Exercise prompt -
From the records below, extract only the lines running from the line with "let event_root = root.clone();" to the line with "for path in &event.paths", both lines included, reproducing them exactly.

++++++++

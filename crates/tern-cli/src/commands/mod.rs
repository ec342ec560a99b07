//! Command implementations for the tern CLI.
//!
//! - [`serve`] - the development server (default)
//! - [`build_static`] - one-shot static snapshot into `dist/`
//! - [`install_wasm`] - one-shot emsdk toolchain installer

pub mod build_static;
pub mod install_wasm;
pub mod serve;

use tern_config::ServerConfig;

use crate::cli::Cli;
use crate::error::Result;
use crate::ui;

/// Run whatever mode the parsed flags select.
pub async fn run(args: Cli) -> Result<()> {
    if args.install_wasm {
        return install_wasm::execute().await;
    }

    let root = args.root_dir()?;
    let config = ServerConfig::load(&root, &args.overrides())?;

    if args.build_static {
        let summary = build_static::execute(config).await?;
        summary.report();
        return Ok(());
    }

    ui::info(&format!("Serving {}", root.display()));
    serve::execute(config).await
}
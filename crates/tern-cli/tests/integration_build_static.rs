//! Integration tests for `--build-static`.

use std::fs;
use std::path::PathBuf;

use tempfile::TempDir;
use tern_cli::commands::build_static;
use tern_config::ServerConfig;

fn project() -> TempDir {
    let temp = TempDir::new().unwrap();
    let root = temp.path();
    fs::create_dir_all(root.join("src")).unwrap();
    fs::create_dir_all(root.join("vendor")).unwrap();
    fs::write(
        root.join("index.html"),
        "<html><head></head><body><script src=\"/src/main.js\"></script></body></html>",
    )
    .unwrap();
    fs::write(
        root.join("src/main.ts"),
        "import { greet } from './greet';\nexport const message: string = greet('tern');\n",
    )
    .unwrap();
    fs::write(
        root.join("src/greet.ts"),
        "export function greet(name: string): string { return 'hi ' + name; }\n",
    )
    .unwrap();
    fs::write(root.join("vendor/raw.ts"), "const untouched: number = 1;\n").unwrap();
    fs::write(root.join("logo.svg"), "<svg/>").unwrap();
    temp
}

#[tokio::test]
async fn test_build_static_renders_and_copies() {
    let temp = project();
    let root = temp.path().canonicalize().unwrap();
    let config = ServerConfig {
        watch: true,
        exclude_dirs: vec![PathBuf::from("vendor")],
        ..ServerConfig::with_root(&root)
    };

    let summary = build_static::execute(config).await.unwrap();
    let dist = root.join("dist");

    assert_eq!(summary.output, dist);
    assert_eq!(summary.rendered, 3);
    assert!(summary.failed.is_empty());

    let index = fs::read_to_string(dist.join("index.html")).unwrap();
    assert!(!index.contains("WebSocket"));

    let main = fs::read_to_string(dist.join("src/main.js")).unwrap();
    assert!(main.contains("System.register"));
    assert!(!main.contains(": string"));

    // excluded sources are copied but never rendered
    assert!(dist.join("vendor/raw.ts").exists());
    assert!(!dist.join("vendor/raw.js").exists());
    assert!(dist.join("logo.svg").exists());
    assert!(dist.join("src/main.ts").exists());
    assert!(!root.join(".tern-staging").exists());
}

#[tokio::test]
async fn test_build_static_replaces_previous_output() {
    let temp = project();
    let root = temp.path().canonicalize().unwrap();
    fs::create_dir_all(root.join("dist")).unwrap();
    fs::write(root.join("dist/stale.js"), "old").unwrap();

    build_static::execute(ServerConfig::with_root(&root)).await.unwrap();

    assert!(!root.join("dist/stale.js").exists());
    assert!(!root.join("dist/dist").exists());
    assert!(root.join("dist/src/greet.js").exists());
}
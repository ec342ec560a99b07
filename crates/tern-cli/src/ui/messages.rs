//! Status message functions for terminal output.

use owo_colors::OwoColorize;

use crate::ui::colors_enabled;

/// Print a success message to stderr.
pub fn success(message: &str) {
    if colors_enabled() {
        eprintln!("{} {}", "✓".green().bold(), message);
    } else {
        eprintln!("✓ {}", message);
    }
}

/// Print an info message to stderr.
pub fn info(message: &str) {
    if colors_enabled() {
        eprintln!("{} {}", "ℹ".blue().bold(), message);
    } else {
        eprintln!("ℹ {}", message);
    }
}

/// Print a warning message to stderr.
pub fn warning(message: &str) {
    if colors_enabled() {
        eprintln!("{} {}", "⚠".yellow().bold(), message.yellow());
    } else {
        eprintln!("⚠ {}", message);
    }
}
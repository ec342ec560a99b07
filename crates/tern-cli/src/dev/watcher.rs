//! Per-file change watching and cache invalidation.
//!
//! Unlike a project-wide recursive watch, every served file gets its own
//! non-recursive subscription the first time it is served. Change events are
//! mapped back to served paths and handed to [`run_invalidation`], which
//! debounces them per path, evicts the cached artifact and asks every
//! connected browser to reload.

use std::collections::{HashMap, HashSet};
use std::path::{Path, PathBuf};
use std::sync::Arc;
use std::time::Duration;

use notify::{Event, EventKind, RecommendedWatcher, RecursiveMode, Watcher};
use parking_lot::Mutex;
use tokio::sync::mpsc;
use tokio::time::Instant;
use tracing::{debug, info, warn};

use crate::dev::{ServedPath, SharedState};
use crate::error::Result;

/// File change event type.
#[derive(Debug, Clone, PartialEq, Eq)]
pub enum FileChange {
    Modified(ServedPath),
    Created(ServedPath),
    Removed(ServedPath),
}

impl FileChange {
    /// Get the path affected by this change.
    pub fn path(&self) -> &ServedPath {
        match self {
            FileChange::Modified(p) | FileChange::Created(p) | FileChange::Removed(p) => p,
        }
    }

    fn from_event(kind: &EventKind, path: ServedPath) -> Option<Self> {
        match kind {
            EventKind::Create(_) => Some(FileChange::Created(path)),
            EventKind::Modify(_) => Some(FileChange::Modified(path)),
            EventKind::Remove(_) => Some(FileChange::Removed(path)),
            _ => None,
        }
    }
}

/// Set of served paths with an active subscription.
///
/// Registration is idempotent and lasts for the process lifetime. When watch
/// mode is off the watcher is inert: nothing is registered and cache entries
/// are never invalidated.
pub struct FileWatcher {
    watcher: Option<Mutex<RecommendedWatcher>>,
    registered: Mutex<HashSet<ServedPath>>,
    root: PathBuf,
}

impl FileWatcher {
    /// Create an active watcher for files under `root`.
    ///
    /// Returns the watcher and the receiving end of its change events.
    pub fn new(root: PathBuf) -> Result<(Self, mpsc::Receiver<FileChange>)> {
        let (tx, rx) = mpsc::channel(256);
        let event_root = root.clone();

        let watcher = notify::recommended_watcher(move |res: notify::Result<Event>| {
            let event = match res {
                Ok(event) => event,
                Err(e) => {
                    warn!("file watcher error: {}", e);
                    return;
                }
            };

            for path in &event.paths {
                let Some(served) = ServedPath::from_fs_path(&event_root, path) else {
                    continue;
                };
                let Some(change) = FileChange::from_event(&event.kind, served) else {
                    continue;
                };
                // Never block the notify thread: `rearm` waits on it while
                // the consumer of this channel is busy.
                if let Err(mpsc::error::TrySendError::Full(change)) = tx.try_send(change) {
                    warn!(path = %change.path(), "change queue full, dropping event");
                }
            }
        })?;

        Ok((
            Self {
                watcher: Some(Mutex::new(watcher)),
                registered: Mutex::new(HashSet::new()),
                root,
            },
            rx,
        ))
    }

    /// A watcher that never registers anything.
    pub fn disabled(root: PathBuf) -> Self {
        Self {
            watcher: None,
            registered: Mutex::new(HashSet::new()),
            root,
        }
    }

    pub fn is_enabled(&self) -> bool {
        self.watcher.is_some()
    }

    pub fn root(&self) -> &Path {
        &self.root
    }

    /// Subscribe to changes of `path` unless it is already registered.
    ///
    /// Returns `true` when a new subscription was created.
    pub fn register_if_absent(&self, path: &ServedPath) -> Result<bool> {
        let Some(watcher) = &self.watcher else {
            return Ok(false);
        };

        let mut registered = self.registered.lock();
        if registered.contains(path) {
            return Ok(false);
        }

        watcher
            .lock()
            .watch(&path.to_fs_path(&self.root), RecursiveMode::NonRecursive)?;
        registered.insert(path.clone());
        debug!(path = %path, "watching");
        Ok(true)
    }

    pub fn is_registered(&self, path: &ServedPath) -> bool {
        self.registered.lock().contains(path)
    }

    pub fn registered_count(&self) -> usize {
        self.registered.lock().len()
    }

    /// Renew the subscription for a path whose file was removed.
    ///
    /// Editors that save by replacing the file leave the old subscription
    /// pointing at a deleted inode. If the file exists again it is watched
    /// afresh; otherwise the registration is dropped and the next request for
    /// it registers again.
    pub fn rearm(&self, path: &ServedPath) {
        let Some(watcher) = &self.watcher else {
            return;
        };

        let fs_path = path.to_fs_path(&self.root);
        let mut registered = self.registered.lock();
        let mut watcher = watcher.lock();
        // The old subscription may already be gone with the file.
        let _ = watcher.unwatch(&fs_path);

        if fs_path.is_file() {
            match watcher.watch(&fs_path, RecursiveMode::NonRecursive) {
                Ok(()) => {
                    debug!(path = %path, "re-armed watch");
                    return;
                }
                Err(e) => warn!(path = %path, "failed to re-arm watch: {}", e),
            }
        }
        registered.remove(path);
    }
}

/// Consume change events until the channel closes.
///
/// Each path is debounced on its own: it is handled once no further event for
/// it arrived for `debounce`. Handling evicts the cached artifact and sends
/// one reload broadcast per batch of paths that settled together. Events for
/// paths that were never registered are dropped.
pub async fn run_invalidation(
    state: SharedState,
    mut changes: mpsc::Receiver<FileChange>,
    debounce: Duration,
) {
    let mut pending: HashMap<ServedPath, (Instant, bool)> = HashMap::new();

    loop {
        let next_deadline = pending.values().map(|(deadline, _)| *deadline).min();

        tokio::select! {
            change = changes.recv() => {
                let Some(change) = change else { break };
                if !state.watcher.is_registered(change.path()) {
                    continue;
                }

                let removed = matches!(change, FileChange::Removed(_));
                let deadline = Instant::now() + debounce;
                let entry = pending.entry(change.path().clone()).or_insert((deadline, false));
                entry.0 = deadline;
                entry.1 |= removed;
            }

            _ = sleep_until(next_deadline), if next_deadline.is_some() => {
                let now = Instant::now();
                let due: Vec<(ServedPath, bool)> = pending
                    .iter()
                    .filter(|(_, (deadline, _))| *deadline <= now)
                    .map(|(path, (_, removed))| (path.clone(), *removed))
                    .collect();

                for (path, removed) in &due {
                    pending.remove(path);
                    if *removed {
                        state.watcher.rearm(path);
                    }
                }
                invalidate(&state, due.iter().map(|(path, _)| path));
            }
        }
    }

    debug!("change stream closed, invalidation loop finished");
}

/// Evict `paths` and notify every reload client once.
pub fn invalidate<'a>(state: &SharedState, paths: impl IntoIterator<Item = &'a ServedPath>) {
    let mut changed = 0usize;
    for path in paths {
        let evicted = state.cache.evict(path);
        info!(path = %path, evicted, "file changed");
        changed += 1;
    }
    if changed == 0 {
        return;
    }

    state.clear_resolution_cache();
    let report = state.reload.notify_all();
    report.log();
}

async fn sleep_until(deadline: Option<Instant>) {
    match deadline {
        Some(deadline) => tokio::time::sleep_until(deadline).await,
        None => std::future::pending().await,
    }
}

++++++++

Result of the exercise -
        let event_root = root.clone();

        let watcher = notify::recommended_watcher(move |res: notify::Result<Event>| {
            let event = match res {
                Ok(event) => event,
                Err(e) => {
                    warn!("file watcher error: {}", e);
                    return;
                }
            };

            for path in &event.paths {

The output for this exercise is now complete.